The cloud represents change to the enterprise, and not everyone is welcoming to change all the time. But in order to gauge the cloud’s impact on IT, it helps to know exactly what is changing, and in what direction. CDW’s latest State of the Cloud Report, for example, finds that, like mobile technology, users’ personal experience with the cloud is informing their decisions at work. As the firm’s Stephen Braat notes, IT should continue to thrive in the cloud era, but will act more as a service broker rather than a director of infrastructure.
With Stephen Braat, general manager, cloud solutions, CDW.
Cole: CDW just issued its latest State of the Cloud Report. What were the most interesting findings?
Braat: There are at least two, the first being that cloud computing has become mainstream, as more than half of all organizations represented told us that they are at least planning to shift specific capabilities to the cloud, if not already piloting, migrating or already there. Beyond that, we found that experience with consumer cloud services is positively influencing IT professionals and the users they serve alike.
As well, two-thirds of IT professionals said that personal cloud use influenced their recommendations about cloud at work and also accelerated organizational adoption. Finally, non-IT management’s playing a bigger role in cloud computing decisions than it did in traditional IT.
Cole: Should traditional IT feel threatened by the cloud in any way, particularly now that infrastructure and application decisions are being made by business units and even individuals?
Braat: No, there is more opportunity than threat for IT in the cloud. Certainly, cloud-based solutions make technology readily accessible to non-IT professionals who are ‘self-directed’ and willing to pay monthly subscription fees, but traditional IT’s role in delivering technology services is just as vital as when it was designing, building and running the portfolio or capital assets under management.

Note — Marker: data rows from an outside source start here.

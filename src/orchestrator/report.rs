use crate::sync::RecordError;
use serde::Serialize;

/// What asked for a drain
#[derive(Debug, Clone, Copy, PartialEq, Eq, Serialize)]
#[serde(rename_all = "snake_case")]
pub enum DrainTrigger {
    /// Interval timer; honours `min_records_for_sync`
    Periodic,
    /// Operator request from the dashboard
    Manual,
    /// Last pass before the process exits
    Shutdown,
}

impl DrainTrigger {
    pub fn honours_threshold(&self) -> bool {
        matches!(self, DrainTrigger::Periodic)
    }
}

impl std::fmt::Display for DrainTrigger {
    fn fmt(&self, f: &mut std::fmt::Formatter<'_>) -> std::fmt::Result {
        match self {
            DrainTrigger::Periodic => write!(f, "periodic"),
            DrainTrigger::Manual => write!(f, "manual"),
            DrainTrigger::Shutdown => write!(f, "shutdown"),
        }
    }
}

/// Why a drain did no delivery work
#[derive(Debug, Clone, Copy, PartialEq, Eq, Serialize)]
#[serde(rename_all = "snake_case")]
pub enum SkipReason {
    Offline,
    NothingPending,
    BelowThreshold,
}

/// Outcome of one drain pass
#[derive(Debug, Clone, Serialize, PartialEq)]
pub struct DrainReport {
    pub trigger: DrainTrigger,
    /// Result of this pass's connectivity check
    pub online: bool,
    pub skipped: Option<SkipReason>,
    /// Unsynced records seen at the start of the pass
    pub pending: usize,
    pub succeeded: usize,
    pub failed: usize,
    /// Records flipped to synced
    pub marked: usize,
    /// Synced records removed by cleanup
    pub cleared: usize,
    pub errors: Vec<RecordError>,
}

impl DrainReport {
    pub(crate) fn skipped(trigger: DrainTrigger, online: bool, reason: SkipReason, pending: usize) -> Self {
        Self {
            trigger,
            online,
            skipped: Some(reason),
            pending,
            succeeded: 0,
            failed: 0,
            marked: 0,
            cleared: 0,
            errors: Vec::new(),
        }
    }

    pub fn was_skipped(&self) -> bool {
        self.skipped.is_some()
    }
}
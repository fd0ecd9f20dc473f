use std::path::PathBuf;
use thiserror::Error;

#[derive(Error, Debug)]
pub enum ScanlogError {
    #[error("Configuration error: {0}")]
    Config(#[from] config::ConfigError),

    #[error("IO error: {0}")]
    Io(#[from] std::io::Error),

    #[error("Serialization error: {0}")]
    Serialization(#[from] toml::ser::Error),

    #[error("JSON error: {0}")]
    Json(#[from] serde_json::Error),

    #[error("Store error: {0}")]
    Store(#[from] StoreError),

    #[error("Sync error: {0}")]
    Sync(#[from] SyncError),

    #[error("Event bus error: {0}")]
    EventBus(#[from] EventBusError),

    #[error("Dashboard error: {0}")]
    Dashboard(#[from] DashboardError),

    #[error("System error: {message}")]
    System { message: String },

    #[error("Component error in {component}: {message}")]
    Component { component: String, message: String },
}

impl ScanlogError {
    pub fn system<S: Into<String>>(message: S) -> Self {
        Self::System {
            message: message.into(),
        }
    }

    pub fn component<S: Into<String>>(component: S, message: S) -> Self {
        Self::Component {
            component: component.into(),
            message: message.into(),
        }
    }
}

/// Failures of the durable record store. A caller receiving any of these must
/// not assume the record was saved.
#[derive(Error, Debug)]
pub enum StoreError {
    #[error("Failed to access store file {path}: {source}")]
    Io {
        path: PathBuf,
        #[source]
        source: std::io::Error,
    },

    #[error("Failed to encode records: {0}")]
    Encode(#[from] serde_json::Error),

    #[error("Failed to lock store file {path}: {source}")]
    Lock {
        path: PathBuf,
        #[source]
        source: std::io::Error,
    },

    #[error("Store writer is no longer running")]
    ActorClosed,
}

impl StoreError {
    pub(crate) fn io(path: &std::path::Path, source: std::io::Error) -> Self {
        Self::Io {
            path: path.to_path_buf(),
            source,
        }
    }
}

/// Remote delivery failures. None of these are fatal: the affected records stay
/// unsynced and are retried on the next pass.
#[derive(Error, Debug, Clone)]
pub enum SyncError {
    #[error("Remote unreachable: {details}")]
    Connectivity { details: String },

    #[error("Remote rejected request with status {status}: {message}")]
    RemoteRejection { status: u16, message: String },

    #[error("HTTP client error: {details}")]
    Client { details: String },
}

impl SyncError {
    pub fn is_connectivity(&self) -> bool {
        matches!(self, SyncError::Connectivity { .. })
    }
}

#[derive(Error, Debug)]
pub enum EventBusError {
    #[error("Failed to publish event: {details}")]
    PublishFailed { details: String },
}

#[derive(Error, Debug)]
pub enum DashboardError {
    #[error("Failed to bind dashboard to {address}: {source}")]
    BindFailed {
        address: String,
        #[source]
        source: std::io::Error,
    },

    #[error("Dashboard server failed: {details}")]
    ServerFailed { details: String },
}

pub type Result<T> = std::result::Result<T, ScanlogError>;
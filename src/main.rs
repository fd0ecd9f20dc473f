use anyhow::{Context, Result};
use clap::Parser;
use scanlog::{ScanlogApp, ScanlogConfig};
use tracing::{error, info};
use tracing_appender::non_blocking::WorkerGuard;

#[derive(Parser, Debug)]
#[command(name = "scanlog")]
#[command(about = "Offline-first card-scan attendance logger")]
#[command(version)]
#[command(long_about = "Records every card scan to a durable local queue first and \
delivers queued records to the attendance backend when it is reachable, either one \
by one as they arrive or in periodic batches.")]
struct Args {
    /// Path to configuration file
    #[arg(short, long, default_value = "scanlog.toml", help = "Path to TOML configuration file")]
    config: String,

    /// Enable debug logging (most verbose)
    #[arg(short, long, help = "Enable debug level logging")]
    debug: bool,

    /// Enable verbose logging (info level)
    #[arg(short, long, help = "Enable verbose info level logging")]
    verbose: bool,

    /// Enable quiet mode (errors only)
    #[arg(short, long, help = "Enable quiet mode - only log errors")]
    quiet: bool,

    /// Validate configuration and exit
    #[arg(long, help = "Validate configuration file and exit without starting the service")]
    validate_config: bool,

    /// Print default configuration and exit
    #[arg(long, help = "Print default configuration in TOML format and exit")]
    print_config: bool,

    /// Dry run mode - initialize but don't start components
    #[arg(long, help = "Perform dry run - initialize components but don't start them")]
    dry_run: bool,

    /// Override log format (json, pretty, compact)
    #[arg(long, value_name = "FORMAT", help = "Log output format: json, pretty, or compact")]
    log_format: Option<String>,
}

#[tokio::main]
async fn main() -> Result<()> {
    let args = Args::parse();

    if args.print_config {
        print_default_config()?;
        return Ok(());
    }

    // Loaded before logging so the file layer can be configured from it
    let config = ScanlogConfig::load_from_file(&args.config)
        .with_context(|| format!("Failed to load configuration from {}", args.config))?;

    let log_guard = init_logging(&args, &config)?;

    info!("Starting scanlog v{}", env!("CARGO_PKG_VERSION"));
    info!("Configuration file: {}", args.config);

    if let Err(e) = config.validate() {
        error!("Configuration validation failed: {}", e);
        eprintln!("✗ Configuration validation failed: {}", e);
        std::process::exit(1);
    }

    if args.validate_config {
        info!("Configuration validation successful");
        println!("✓ Configuration is valid");
        return Ok(());
    }

    let mut app = ScanlogApp::new(config).await.map_err(|e| {
        error!("Failed to create service: {}", e);
        e
    })?;

    app.initialize().await.map_err(|e| {
        error!("Failed to initialize service: {}", e);
        e
    })?;

    if args.dry_run {
        info!("Dry run mode - components initialized but not started");
        println!("✓ Dry run completed successfully - all components initialized");
        return Ok(());
    }

    if let Err(e) = app.start().await {
        error!("Failed to start service: {}", e);
        let _ = app.shutdown().await;
        return Err(e.into());
    }

    let exit_code = app.run().await.map_err(|e| {
        error!("Service error during execution: {}", e);
        e
    })?;

    info!("Scanlog exited with code: {}", exit_code);

    // Flush the file log before exiting
    drop(log_guard);
    std::process::exit(exit_code);
}

fn init_logging(args: &Args, config: &ScanlogConfig) -> Result<Option<WorkerGuard>> {
    use tracing_subscriber::{fmt, layer::SubscriberExt, util::SubscriberInitExt, EnvFilter, Layer};

    let log_level = if args.debug {
        "debug"
    } else if args.verbose {
        "info"
    } else if args.quiet {
        "error"
    } else {
        "warn"
    };

    let env_filter = EnvFilter::try_from_default_env()
        .unwrap_or_else(|_| EnvFilter::new(format!("scanlog={}", log_level)));

    let fmt_layer = match args.log_format.as_deref() {
        Some("json") => fmt::layer()
            .json()
            .with_target(true)
            .with_thread_ids(true)
            .with_file(true)
            .with_line_number(true)
            .boxed(),
        Some("compact") => fmt::layer()
            .compact()
            .with_target(false)
            .with_thread_ids(false)
            .boxed(),
        Some("pretty") | None => fmt::layer()
            .pretty()
            .with_target(true)
            .with_thread_ids(args.debug)
            .with_file(args.debug)
            .with_line_number(args.debug)
            .boxed(),
        Some(format) => {
            eprintln!("Warning: Unknown log format '{}', using default", format);
            fmt::layer().with_target(true).boxed()
        }
    };

    let (file_layer, guard) = match config.logging.directory.as_deref() {
        Some(directory) => {
            std::fs::create_dir_all(directory)
                .with_context(|| format!("Failed to create log directory {}", directory))?;
            let appender =
                tracing_appender::rolling::daily(directory, &config.logging.file_prefix);
            let (writer, guard) = tracing_appender::non_blocking(appender);
            let layer = fmt::layer()
                .with_writer(writer)
                .with_ansi(false)
                .with_target(true)
                .boxed();
            (Some(layer), Some(guard))
        }
        None => (None, None),
    };

    tracing_subscriber::registry()
        .with(fmt_layer)
        .with(file_layer)
        .with(env_filter)
        .init();

    Ok(guard)
}

/// Print default configuration in TOML format
fn print_default_config() -> Result<()> {
    println!("# Scanlog Configuration File");
    println!("# Every option with its default value. Environment variables override");
    println!("# file values, e.g. SCANLOG__SYNC__BATCH_SIZE=20");
    println!();

    let rendered = toml::to_string_pretty(&ScanlogConfig::default())
        .context("Failed to render default configuration")?;
    print!("{}", rendered);
    Ok(())
}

Technologists are now uniquely positioned to add value by delivering category and solution expertise, as well as brokering solutions in the cloud. IT professionals who embrace this expanded role will continue to be regarded as strategic enablers whose fulfillment methods — whether cloud-based or on-premises — satisfy the financial, performance and security demands of the business.
Cole: Are there applications/environments that will function more comfortably in the cloud as opposed to traditional infrastructure?

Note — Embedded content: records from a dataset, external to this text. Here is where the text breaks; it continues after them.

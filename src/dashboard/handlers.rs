use crate::error::StoreError;
use crate::events::ScanlogEvent;
use crate::export::{self, ExportFormat};
use crate::orchestrator::{DrainTrigger, SkipReason};
use crate::record::AttendanceRecord;
use axum::{
    extract::{Query, State},
    http::{header, StatusCode},
    response::{
        sse::{Event, KeepAlive, Sse},
        IntoResponse, Response,
    },
    Json,
};
use chrono::{Duration, Timelike, Utc};
use futures::Stream;
use serde::Deserialize;
use serde_json::{json, Value};
use std::collections::BTreeMap;
use tokio::sync::broadcast::error::RecvError;
use tracing::{debug, error, info};

use super::server::DashboardState;

const DEFAULT_PAGE_SIZE: usize = 100;
const REPORTED_ERRORS: usize = 5;

/// JSON error body with a status code
pub struct ApiError {
    status: StatusCode,
    message: String,
}

impl ApiError {
    fn new(status: StatusCode, message: impl Into<String>) -> Self {
        Self {
            status,
            message: message.into(),
        }
    }
}

impl From<StoreError> for ApiError {
    fn from(e: StoreError) -> Self {
        error!("Store request failed: {}", e);
        Self::new(StatusCode::INTERNAL_SERVER_ERROR, e.to_string())
    }
}

impl From<serde_json::Error> for ApiError {
    fn from(e: serde_json::Error) -> Self {
        Self::new(StatusCode::INTERNAL_SERVER_ERROR, e.to_string())
    }
}

impl IntoResponse for ApiError {
    fn into_response(self) -> Response {
        (self.status, Json(json!({ "error": self.message }))).into_response()
    }
}

type ApiResult<T> = Result<T, ApiError>;

/// `?synced=` is true only for a case-insensitive "true"
fn synced_filter(raw: Option<&str>) -> Option<bool> {
    raw.map(|s| s.eq_ignore_ascii_case("true"))
}

fn offline() -> Response {
    (
        StatusCode::SERVICE_UNAVAILABLE,
        Json(json!({ "success": false, "message": "Backend is offline" })),
    )
        .into_response()
}

pub async fn health_handler() -> impl IntoResponse {
    Json(json!({
        "status": "healthy",
        "timestamp": Utc::now(),
        "version": env!("CARGO_PKG_VERSION"),
    }))
}

pub async fn status_handler(State(state): State<DashboardState>) -> ApiResult<Json<Value>> {
    let status = state.orchestrator.status().await?;
    let components = state.component_states.lock().await.clone();

    let mut body = serde_json::to_value(&status)?;
    body["components"] = serde_json::to_value(&components)?;
    body["timestamp"] = json!(Utc::now());
    Ok(Json(body))
}

#[derive(Debug, Deserialize)]
pub struct RecordsQuery {
    limit: Option<usize>,
    offset: Option<usize>,
    synced: Option<String>,
    search: Option<String>,
}

pub async fn records_handler(
    State(state): State<DashboardState>,
    Query(query): Query<RecordsQuery>,
) -> ApiResult<Json<Value>> {
    let limit = query.limit.unwrap_or(DEFAULT_PAGE_SIZE);
    let offset = query.offset.unwrap_or(0);

    let mut records = export::select(
        state.orchestrator.store().all().await?,
        synced_filter(query.synced.as_deref()),
    );
    if let Some(search) = query.search.filter(|s| !s.is_empty()) {
        let needle = search.to_lowercase();
        records.retain(|r| r.card_id.to_lowercase().contains(&needle));
    }

    let total = records.len();
    let page: Vec<AttendanceRecord> = records.into_iter().skip(offset).take(limit).collect();

    Ok(Json(json!({
        "records": page,
        "total": total,
        "limit": limit,
        "offset": offset,
        "has_more": offset.saturating_add(limit) < total,
    })))
}

pub async fn unsynced_records_handler(
    State(state): State<DashboardState>,
) -> ApiResult<Json<Value>> {
    let records = state.orchestrator.store().unsynced().await?;
    Ok(Json(json!({
        "count": records.len(),
        "records": records,
    })))
}

/// Scan counts for today and the last hour, with today's scans bucketed by
/// local hour
pub async fn records_stats_handler(
    State(state): State<DashboardState>,
) -> ApiResult<Json<Value>> {
    let store = state.orchestrator.store();
    let records = store.all().await?;
    let stats = store.stats().await?;

    let now = Utc::now();
    let today = now.with_timezone(&state.timezone).date_naive();
    let hour_ago = now - Duration::hours(1);

    let mut hourly: BTreeMap<String, usize> =
        (0..24).map(|hour| (format!("{:02}", hour), 0)).collect();
    let mut today_count = 0;
    let mut last_hour_count = 0;

    for record in &records {
        let local = record.timestamp.with_timezone(&state.timezone);
        if local.date_naive() == today {
            today_count += 1;
            *hourly.entry(format!("{:02}", local.hour())).or_default() += 1;
        }
        if record.timestamp >= hour_ago {
            last_hour_count += 1;
        }
    }

    Ok(Json(json!({
        "total_records": stats.total_records,
        "synced_records": stats.synced_records,
        "unsynced_records": stats.unsynced_records,
        "today_count": today_count,
        "last_hour_count": last_hour_count,
        "hourly_distribution": hourly,
        "timezone": state.timezone.name(),
        "storage_capacity": stats.max_capacity,
        "storage_usage_percent": stats.usage_percent(),
    })))
}

pub async fn trigger_sync_handler(State(state): State<DashboardState>) -> ApiResult<Response> {
    info!("Manual sync requested from dashboard");
    let report = state.orchestrator.drain(DrainTrigger::Manual).await?;

    let response = match report.skipped {
        Some(SkipReason::Offline) => offline(),
        Some(_) => Json(json!({
            "success": true,
            "message": "No records to sync",
            "synced": 0,
        }))
        .into_response(),
        None => {
            let errors: Vec<_> = report.errors.iter().take(REPORTED_ERRORS).collect();
            Json(json!({
                "success": report.succeeded > 0,
                "synced": report.succeeded,
                "failed": report.failed,
                "marked": report.marked,
                "cleared": report.cleared,
                "errors": errors,
            }))
            .into_response()
        }
    };
    Ok(response)
}

pub async fn sync_config_handler(State(state): State<DashboardState>) -> impl IntoResponse {
    Json(state.orchestrator.engine().sync_config())
}

pub async fn clear_storage_handler(State(state): State<DashboardState>) -> ApiResult<Json<Value>> {
    let removed = state.orchestrator.clear_synced().await?;
    info!("Cleared {} synced records from dashboard", removed);

    Ok(Json(json!({
        "success": true,
        "removed": removed,
        "message": format!("Cleared {} synced records", removed),
    })))
}

pub async fn register_device_handler(State(state): State<DashboardState>) -> Response {
    match state.orchestrator.register_device().await {
        Ok(success) => Json(json!({
            "success": success,
            "message": if success {
                "Device registered successfully"
            } else {
                "Registration failed"
            },
        }))
        .into_response(),
        Err(_) => offline(),
    }
}

pub async fn device_info_handler(State(state): State<DashboardState>) -> Response {
    match state.orchestrator.engine().device_info().await {
        Some(info) => Json(info).into_response(),
        None => ApiError::new(StatusCode::BAD_GATEWAY, "Device information unavailable")
            .into_response(),
    }
}

#[derive(Debug, Deserialize)]
pub struct ExportQuery {
    format: Option<String>,
    synced: Option<String>,
}

pub async fn export_handler(
    State(state): State<DashboardState>,
    Query(query): Query<ExportQuery>,
) -> ApiResult<Response> {
    let format: ExportFormat = query
        .format
        .as_deref()
        .unwrap_or("csv")
        .parse()
        .map_err(|e: String| ApiError::new(StatusCode::BAD_REQUEST, e))?;

    let records = export::select(
        state.orchestrator.store().all().await?,
        synced_filter(query.synced.as_deref()),
    );

    let now = Utc::now();
    let body = export::render(&records, format, now)?;
    let disposition = format!(
        "attachment; filename={}",
        export::file_name(format, now)
    );

    Ok((
        [
            (header::CONTENT_TYPE, format.content_type().to_string()),
            (header::CONTENT_DISPOSITION, disposition),
        ],
        body,
    )
        .into_response())
}

pub async fn config_handler(State(state): State<DashboardState>) -> impl IntoResponse {
    Json(state.config.as_ref().clone())
}

/// Relay bus events as server-sent events until the dashboard shuts down
pub async fn events_handler(
    State(state): State<DashboardState>,
) -> Sse<impl Stream<Item = Result<Event, axum::Error>>> {
    debug!("Event stream client connected");
    let mut events = state.orchestrator.events().subscribe();
    let shutdown = state.shutdown.clone();

    let stream = async_stream::stream! {
        loop {
            let next = tokio::select! {
                _ = shutdown.cancelled() => break,
                next = events.recv() => next,
            };
            match next {
                Ok(event) => yield event_to_sse(&event),
                Err(RecvError::Lagged(skipped)) => {
                    debug!("Event stream client lagged by {} events", skipped);
                }
                Err(RecvError::Closed) => break,
            }
        }
    };

    Sse::new(stream).keep_alive(KeepAlive::default())
}

fn event_to_sse(event: &ScanlogEvent) -> Result<Event, axum::Error> {
    Event::default().event(event.event_type()).json_data(event)
}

Braat: The categories of technology currently adopted in the cloud are vast. Firms are increasingly reliant on the cloud to power solutions ranging from office productivity and unified communications to servers and storage to application building — all of which function very well in the cloud. As such, these types and characteristics of the functionality are not determining factors for an organization’s cloud decision. Instead, cloud’s service proposition hinges on an organization’s affinity for opex, on-demand consumption and elasticity. If those commercial attributes are appealing to a firm, then cloud might make sense over traditional infrastructure.